Data Guide to xMAU Analysis

This page explains key terms, concepts, and data models used in xMAU reporting and analysis

Overview

xMAU is a single term to capture the various levels at which we capture Monthly Active Users (MAU). xMAU encompasses Action (AMAU), Group (GMAU), Stage (SMAU), Combined (CMAU, duplicated user count across all Stages in a Section or across all Stages in the product), and Total (UMAU, unique user count). In order to provide a useful single metric for product groups which maps well to product-wide Key Performance indicators, each xMAU metric cascades upwards in the order noted above.

xMAU metrics are derived from Service Ping (installation-level granularity), Denomas.com Postgres replica (gitlab.com db event-level granularity), and Snowplow events (event-level granularity). This workflow enables the analysis of each level of xMAU metric across various segments of customers and sets the foundation for reporting on Reported, Estimated, and Predicted metrics. We use the same methodology to generate PIs (Performance Indicators), which is a catch-all term for any other metric.

Key terms and metrics

How are xMAU and PIs calculated?

Service Ping is Denomas’ mechanism to collect data by generating a JSON payload of usage data every week to be sent to Denomas. Service Ping metrics are the source for calculating Self-Managed and total Denomas.com xMAU. Paid Denomas.com xMAU is calculated using the gitlab.com db replica or Snowplow data in Snowflake.

flowchart TD

  SPING(Service Ping)
  SPING --> SM(Recorded Self-Managed)
  SM -- Estimate Uplift --> SMXMAU(Total & Paid Self-Managed xMAU)
  SPING --> TOTALDOTCOM(Total Denomas.com xMAU)

  DOTCOM_DB(Denomas.com db) --> DOTCOMSNOWFLAKE[(Snowflake)]
  SNOWPLOW(Snowplow) --> DOTCOMSNOWFLAKE
  DOTCOMSNOWFLAKE --> PAIDDOTCOM(Paid Denomas.com xMAU)

Identifying xMAU metrics

Product Managers choose one specific Service Ping metric that they consider to be representative of using the given stage or group, and that metric is used to produce xMAU reporting.

The SSOT for the metric-to-xMAU mapping is the performance_indicator_type field of the Service Ping metric .yml files, which are linked in the Service Ping Metrics Dictionary.
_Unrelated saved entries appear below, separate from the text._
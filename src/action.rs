use crate::config::Config;
use crate::dispatch::FieldTranslator;
use crate::error::TranslateError;
use crate::gap::handles_to_translate;
use crate::generation::{ProviderRouter, TextGenerator};
use crate::locale::LocaleRegistry;
use crate::resolver::{resolve, ResolutionContext};
use crate::store::{ContentItem, Document, ItemKind};
use crate::translation::{LeafTranslator, TranslationSettings};
use serde::Serialize;
use serde_json::Value;
use std::sync::Arc;
use tracing::{debug, info};

/// What the triggering caller gets back after a successful run.
#[derive(Debug, Clone, PartialEq, Eq, Serialize)]
pub struct ActionResult {
    pub message: bool,
    pub callback: Vec<String>,
}

impl ActionResult {
    /// No message, ask the caller to reload the page.
    pub fn reload_page() -> Self {
        Self {
            message: false,
            callback: vec!["reloadPage".to_string()],
        }
    }
}

pub struct TranslateAction {
    config: Config,
    generator: Arc<dyn TextGenerator>,
}

impl TranslateAction {
    pub fn new(config: Config, generator: Arc<dyn TextGenerator>) -> Self {
        Self { config, generator }
    }

    /// Action backed by the HTTP providers of `config`.
    pub fn from_config(config: Config) -> Self {
        let generator = Arc::new(ProviderRouter::from_config(&config));
        Self::new(config, generator)
    }

    pub fn title() -> &'static str {
        "AI Translations"
    }

    pub fn config(&self) -> &Config {
        &self.config
    }

    /// Offered only on entries, and only once a provider and model are set.
    pub fn visible_to(&self, item: &dyn ContentItem) -> bool {
        item.kind() == ItemKind::Entry && self.config.is_configured()
    }

    /// Translate the first of `items` from its origin and save it.
    ///
    /// `values` are the operator's form values; the action has none and
    /// ignores them. On any failure nothing is saved.
    pub async fn run<I: ContentItem>(
        &self,
        items: &mut [I],
        _values: &Document,
    ) -> Result<ActionResult, TranslateError> {
        let item = items.first_mut().ok_or(TranslateError::NoItem)?;

        let origin = match item.origin_data() {
            Some(origin) if item.has_origin() => origin.clone(),
            _ => return Err(TranslateError::PreconditionFailed),
        };

        let (Some(provider), Some(model)) = (&self.config.provider, &self.config.model) else {
            return Err(TranslateError::NotConfigured);
        };

        let target_language = LocaleRegistry::get().display_name(item.locale());
        info!(
            "Translating {} item to {} with {}/{}",
            item.locale(),
            target_language,
            provider,
            model
        );

        let leaf = LeafTranslator::new(
            Arc::clone(&self.generator),
            TranslationSettings {
                provider: provider.clone(),
                model: model.clone(),
                instructions: self.config.instructions.clone(),
                target_language,
                pacing: self.config.pacing,
            },
        );
        let translator = FieldTranslator::new(&leaf, self.config.unknown_variant);

        let current = Value::Object(item.data().clone());
        let translated = {
            let tree = resolve(item.blueprint(), ResolutionContext::Root);
            let handles = handles_to_translate(&tree, &current);
            info!(
                "{} of {} translatable fields need translation",
                handles.len(),
                tree.len()
            );
            debug!("Fields to translate: {:?}", handles);

            translator
                .translate_fields(&origin, &current, &tree, &handles)
                .await?
        };

        let mut merged = match current {
            Value::Object(current) => current,
            _ => Document::new(),
        };
        let translated_fields = translated.len();
        merged.extend(translated);

        item.set_data(merged);
        item.save()?;

        let report = leaf.metrics().report();
        info!(
            "Translated {} fields ({} leaf calls, {} skipped values, {} unresolved sets)",
            translated_fields, report.leaf_calls, report.skipped_values, report.unresolved_variants
        );

        Ok(ActionResult::reload_page())
    }
}

#[cfg(test)]
mod tests {
    use super::*;
    use crate::config::UnknownVariantPolicy;
    use crate::generation::MockGenerator;
    use crate::schema::FieldDescriptor;
    use crate::store::MemoryItem;
    use serde_json::json;
    use std::time::Duration;

    fn config() -> Config {
        Config {
            provider: Some("openai".to_string()),
            model: Some("gpt-4o-mini".to_string()),
            instructions: None,
            pacing: Duration::ZERO,
            unknown_variant: UnknownVariantPolicy::Keep,
            providers: Vec::new(),
        }
    }

    fn document(value: Value) -> Document {
        match value {
            Value::Object(map) => map,
            other => panic!("Expected object, got {}", other),
        }
    }

    fn item(origin: Option<Value>, data: Value) -> MemoryItem {
        let blueprint: Vec<FieldDescriptor> = serde_json::from_value(json!([
            {"handle": "title", "field": {"type": "text", "localizable": true}},
            {"handle": "body", "field": {"type": "markdown", "localizable": true}},
            {"handle": "date", "field": {"type": "date", "localizable": true}}
        ]))
        .expect("Blueprint should parse");

        MemoryItem {
            kind: ItemKind::Entry,
            locale: "fr".to_string(),
            blueprint,
            origin: origin.map(document),
            data: document(data),
            saves: 0,
        }
    }

    #[test]
    fn test_action_result_serialization() {
        let json = serde_json::to_value(ActionResult::reload_page()).expect("Should serialize");
        assert_eq!(json, json!({"message": false, "callback": ["reloadPage"]}));
    }

    #[test]
    fn test_visible_only_for_configured_entries() {
        let mock = Arc::new(MockGenerator::prefixed("[fr]"));
        let action = TranslateAction::new(config(), mock.clone());

        let mut entry = item(None, json!({}));
        assert!(action.visible_to(&entry));

        entry.kind = ItemKind::Term;
        assert!(!action.visible_to(&entry));

        let unconfigured = TranslateAction::new(
            Config {
                model: None,
                ..config()
            },
            mock,
        );
        entry.kind = ItemKind::Entry;
        assert!(!unconfigured.visible_to(&entry));
    }

    #[tokio::test]
    async fn test_run_translates_missing_fields_and_saves() {
        let mock = Arc::new(MockGenerator::prefixed("[fr]"));
        let action = TranslateAction::new(config(), mock.clone());
        let mut items = vec![item(
            Some(json!({"title": "Hello", "body": "Intro", "date": "2024-01-01"})),
            json!({"title": "Bonjour", "slug": "bonjour"}),
        )];

        let result = action
            .run(&mut items, &Document::new())
            .await
            .expect("Should translate");

        assert_eq!(result, ActionResult::reload_page());
        assert_eq!(
            Value::Object(items[0].data.clone()),
            json!({"title": "Bonjour", "slug": "bonjour", "body": "[fr] Intro"})
        );
        assert_eq!(items[0].saves, 1);
        assert_eq!(mock.texts(), vec!["Intro"]);
        assert!(mock.requests()[0]
            .system_prompt
            .ends_with("Translate the following text to French."));
    }

    #[tokio::test]
    async fn test_run_without_items() {
        let action = TranslateAction::new(config(), Arc::new(MockGenerator::prefixed("[fr]")));
        let mut items: Vec<MemoryItem> = Vec::new();

        let result = action.run(&mut items, &Document::new()).await;

        assert!(matches!(result, Err(TranslateError::NoItem)));
    }

    #[tokio::test]
    async fn test_run_without_origin_fails_and_saves_nothing() {
        let mock = Arc::new(MockGenerator::prefixed("[fr]"));
        let action = TranslateAction::new(config(), mock.clone());
        let mut items = vec![item(None, json!({"title": "Bonjour"}))];

        let result = action.run(&mut items, &Document::new()).await;

        let err = result.expect_err("Should fail");
        assert!(matches!(err, TranslateError::PreconditionFailed));
        assert_eq!(
            err.to_string(),
            "This action is only available for items with an origin."
        );
        assert_eq!(items[0].saves, 0);
        assert_eq!(Value::Object(items[0].data.clone()), json!({"title": "Bonjour"}));
        assert_eq!(mock.call_count(), 0);
    }

    #[tokio::test]
    async fn test_run_requires_configured_service() {
        let action = TranslateAction::new(
            Config {
                provider: None,
                ..config()
            },
            Arc::new(MockGenerator::prefixed("[fr]")),
        );
        let mut items = vec![item(Some(json!({"title": "Hello"})), json!({}))];

        let result = action.run(&mut items, &Document::new()).await;

        assert!(matches!(result, Err(TranslateError::NotConfigured)));
        assert_eq!(items[0].saves, 0);
    }

    #[tokio::test]
    async fn test_generation_failure_saves_nothing() {
        let action = TranslateAction::new(config(), Arc::new(MockGenerator::failing(500, "down")));
        let mut items = vec![item(Some(json!({"title": "Hello"})), json!({}))];

        let result = action.run(&mut items, &Document::new()).await;

        let err = result.expect_err("Should fail");
        assert!(matches!(err, TranslateError::GenerationFailed(_)));
        assert!(err.is_retryable());
        assert_eq!(items[0].saves, 0);
        assert!(items[0].data.is_empty());
    }

    #[tokio::test]
    async fn test_run_only_uses_first_item() {
        let mock = Arc::new(MockGenerator::prefixed("[fr]"));
        let action = TranslateAction::new(config(), mock);
        let mut items = vec![
            item(Some(json!({"title": "First"})), json!({})),
            item(Some(json!({"title": "Second"})), json!({})),
        ];

        action
            .run(&mut items, &Document::new())
            .await
            .expect("Should translate");

        assert_eq!(items[0].data["title"], json!("[fr] First"));
        assert!(items[1].data.is_empty());
        assert_eq!(items[1].saves, 0);
    }
}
Updates to performance_indicator_type for a specific metric will propagate downstream to the xMAU charts in Sisense and the internal handbook PI pages.

**Service Ping-to-xMAU metric mappings** {: .panel-heading}

There should be a 1-1 mapping of Service Ping metrics to xMAU. We cannot dedupe users across distinct metrics, so multiple metrics mapped to a single group’s GMAU, stage’s SMAU, etc will lead to double-counting.

{::options parse_block_html=“false” /}

The Metrics Dictionary Guide is a good resource to learn about the other fields in the metric .yml files.

Reporting date range

We use 28-day metrics for xMAU and most PI reporting. This ensures that metrics are not impacted by a different number of days in the month. In addition, there is an equal number of each day of the week in the reporting window (four Mondays, four Tuesdays, etc).

At the installation level, we use the last ping generated during the reporting period (i.e., calendar month) to calculate xMAU. More details on date ranges below.

Difference between Total xMAU and Paid xMAU

We have 3 main data sources to calculate xMAU and paid xMAU, the Versions App (Service Ping), the Denomas.com Postgres database, and Snowplow event data. The table below summarizes which data source is used for those calculations. More details about how this data is modelled below.

Deployment Total xMAU Paid xMAU
Self-Managed & Denomas Dedicated Service Ping Service Ping
Denomas.com Service Ping Denomas.com Postgres Replica; Snowplow events
flowchart TD

  PING(Service Ping) -->  ALL(Total xMAU)

  PAIDPING(Service Ping) --> PAIDSM(Paid Self-Managed xMAU)

  PAIDDOTCOM_DB(Denomas.com db) --> PAIDGLSNOWFLAKE[(Snowflake)]
  PAIDGLSNOWPLOW(Snowplow) --> PAIDGLSNOWFLAKE
  PAIDGLSNOWFLAKE --> PAIDGL(Paid Denomas.com xMAU)

Paid xMAU is defined as Monthly Active Users on a Self-Managed installation or gitlab.com namespace on a paid tier. See Paid Unique Monthly Active Users (UMAU) as an example.

Since we define “paid” using the tier instead of presence of ARR, EDU/OSS subscriptions are included in paid xMAU calculations. More details on how we identify paid users below.

We cannot use Service Ping to report on paid Denomas.com metrics. Since the metrics are reported at the installation-level, there is not a way to tease apart paid from free namespaces. (This is not a problem for self-managed because the entire installation is attributed to a tier). In order to report paid Denomas.com xMAU, we need to be able to do two things:

  1. Replicate the Service Ping metric using a different data source (i.e., Denomas.com Postgres replica, Snowplow). Details here
  2. Attribute the event/action to a project or namespace (and therefore paid plan). Details here

We are limited on the type and scope of metrics that we can replicate. Read more about metric replication below.

Sisense snippets

We leverage a Sisense snippet ([td_xmau]) to generate xMAU and PI charts. The Product Manager Toolkit has more details about xMAU-related snippets.

Data Classification

Due to the sensitive nature of metrics like user counts, PI charts are not publicly accessible and must reside in the internal handbook. However, this data is not considered to be SAFE and therefore is visible to all Denomas team members and is available in the general Denomas space in Sisense.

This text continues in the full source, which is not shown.